И опять – санитары, вязки, уколы, материализация... Я близорука, а в «острой», поднадзорной палате очки не положены, потому моя фантазия беспрепятственно творила из расплывчатых силуэтов окружающих людей материальное предвоплощение Юры (потом нечто схожее я видела в кинофильме «Собачье сердце»).
Помню острое чувство всепоглощающей тоски еще тогда, когда я бормотала у него в полутемном подъезде, – а вдруг его нет со мной?! (Я-то была уверена, что он незримо присутствует рядом.) Вдруг мою речь, обращенную к нему, никто в целом мире не слышит?!
Это сейчас, когда я учусь верить в Бога и избавилась от этого леденящего чувства глобального, тотального одиночества, есть кому слышать меня.
А тогда – я просто ждала. Это было невыносимо: он так никогда и не пришел ко мне в больницу, но я не роптала и не ропщу. Со мной были его песни, я ими дышала, ими жила. С ними работала. Это у нас с Юркой общее: постоянная работа с людьми.

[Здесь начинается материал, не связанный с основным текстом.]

//! Report repository.

use std::sync::Arc;

use crimereport_common::{AppError, AppResult, REPORTS_KEY, SharedStore};
use serde_json::Value;
use tokio::sync::Mutex;

use crate::entities::Report;

/// Report collection stored as a single JSON array.
///
/// The collection is append-only. Every append rewrites the whole document.
#[derive(Clone)]
pub struct ReportRepository {
    store: SharedStore,
    append_lock: Arc<Mutex<()>>,
}

impl ReportRepository {
    /// Create a new report repository.
    #[must_use]
    pub fn new(store: SharedStore) -> Self {
        Self {
            store,
            append_lock: Arc::new(Mutex::new(())),
        }
    }

    /// Stored entries exactly as written, in submission order.
    async fn entries(&self) -> AppResult<Vec<Value>> {
        match self.store.read(REPORTS_KEY).await? {
            None | Some(Value::Null) => Ok(Vec::new()),
            Some(Value::Array(entries)) => Ok(entries),
            Some(_) => Err(AppError::Serialization(
                "report collection is not an array".to_string(),
            )),
        }
    }

    /// All readable reports, in submission order.
    ///
    /// Entries that do not decode as a report are skipped.
    pub async fn all(&self) -> AppResult<Vec<Report>> {
        Ok(self.entries().await?.into_iter().filter_map(decode).collect())
    }

    /// Find a report by exact identifier. The first readable match wins.
    pub async fn find_by_id(&self, id: &str) -> AppResult<Option<Report>> {
        Ok(self
            .entries()
            .await?
            .into_iter()
            .filter(|entry| entry_id(entry) == Some(id))
            .find_map(decode))
    }

    /// Whether any stored entry carries this identifier, readable or not.
    pub async fn contains(&self, id: &str) -> AppResult<bool> {
        Ok(self
            .entries()
            .await?
            .iter()
            .any(|entry| entry_id(entry) == Some(id)))
    }

    /// Reports filed by the given identity, in submission order.
    pub async fn find_by_owner(&self, owner_id: &str) -> AppResult<Vec<Report>> {
        Ok(self
            .all()
            .await?
            .into_iter()
            .filter(|r| r.is_owned_by(owner_id))
            .collect())
    }

    /// Number of stored entries.
    pub async fn count(&self) -> AppResult<usize> {
        Ok(self.entries().await?.len())
    }

    /// Append a report to the collection.
    pub async fn append(&self, report: Report) -> AppResult<Report> {
        self.append_with(move |_| Ok(report)).await
    }

    /// Build a report from the identifiers already taken and append it.
    ///
    /// `build` sees the collection as it is at write time; no other append
    /// from this process can interleave between the read and the write.
    /// Entries that do not decode as a report are written back untouched.
    pub async fn append_with<F>(&self, build: F) -> AppResult<Report>
    where
        F: FnOnce(&[&str]) -> AppResult<Report> + Send,
    {
        let _guard = self.append_lock.lock().await;

        let mut entries = self.entries().await?;
        let report = {
            let taken: Vec<&str> = entries.iter().filter_map(entry_id).collect();
            build(&taken)?
        };
        entries.push(serde_json::to_value(&report)?);
        let total = entries.len();

        self.store.write(REPORTS_KEY, Value::Array(entries)).await?;

        tracing::debug!(report_id = %report.id, total, "Appended report");
        Ok(report)
    }
}

fn entry_id(entry: &Value) -> Option<&str> {
    entry.get("id").and_then(Value::as_str)
}

fn decode(entry: Value) -> Option<Report> {
    let id = entry_id(&entry).map(str::to_owned);
    match serde_json::from_value(entry) {
        Ok(report) => Some(report),
        Err(e) => {
            tracing::warn!(report_id = ?id, error = %e, "Skipping unreadable stored report");
            None
        }
    }
}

Медперсонал использовал мою энергию на полную катушку. Старшей медсестре я писала рефераты по марксистско-ленинской философии (она училась на каких-то курсах), проводила политинформации, концерты, заведующей отделения (уже другой, сменившейся) помогала внедрять что-то вроде системы Макаренко в жизнь психбольницы. В качестве председателя совета больных проводила с ней по субботам, в ее выходной, общие собрания, следила за графиком производственных работ в мастерских, в отделении, в столовой какого-то завода...
При советской власти у каждого отделения психбольниц был свой производственный план, который нужно было выполнять за чисто символическую плату, да еще и участвовать в соцсоревновании. План этот съедал у медперсонала не меньше сил, чем само лечение. А для больных... Какой кретин назвал это трудотерапией?
Пациентам психбольниц нужен не монотонный, скучный труд по склеиванию коробочек, продергиванию резинок в пластмассовые козырьки от солнца, клепанию металлических изделий в мастерских и мытью полов в заводской столовой, а – творчество. Ведь по преимуществу все, лежащие в этих больницах, обладают мощной фантазией, воображением. Это понимал Ганнушкин в начале века. В нашем отделении сохранился его бывший кабинет, отданный уже в нынешнее время под комнату свиданий с посетителями. Сохранился огромный дубовый стол, старинный рояль, пальмы в кадках и совершенно завороживший меня громадный шкаф темного дерева со стеклянными дверцами. Там, за стеклом, стояли игрушки, мастерски выполненные: тряпичные фигурки людей и зверей. Куклы в платьях крестьян, рабочих, купчих. Продукция больных начала двадцатого века. Ганнушкин знал свое дело. Не понимаю, почему в отечественной официальной психиатрии, в отличие от зарубежной, почти не практикуется терапия искусством, творчеством? Наверное, просто денег не хватает. Этот шкаф служил мне местом отдохновения. В душе оживала песня Юры: «Мы души игрушек, заброшенных вами когда-то».
Я пробиралась в одиночестве к заветному месту, усаживалась на корточки у дверец, наблюдая игрушки, и напевала про себя песенку Веры Матвеевой: «...И плюшевые звери, тебя покуда нет, поговорят со мной...» Это было моей отдушиной, когда сердце замирало от нежности и смиренного ожидания.
...Жизнь души как мотылек, зажатый между пальцами, трепещет и не дается к воплощению в прокрустовом ложе слов.
Это всегда мешало мне писать о пережитом: получалась неправда. Но теперь мне просто некуда, кроме слов. Один из моих нынешних докторов, сотрудник Центра психического здоровья Александр Николаевич Коренев утверждает, что для меня лучший способ выздоровления – публикация своего бреда, всего пережитого в болезни.
А я хочу выздороветь. Вот и пишу, начихав на невоплотимость Правды Жизни. В конечном счете, все вокруг нас – условность, относительность, правдив и абсолютен один лишь Бог, Его Слово, а наше – лишь отчасти.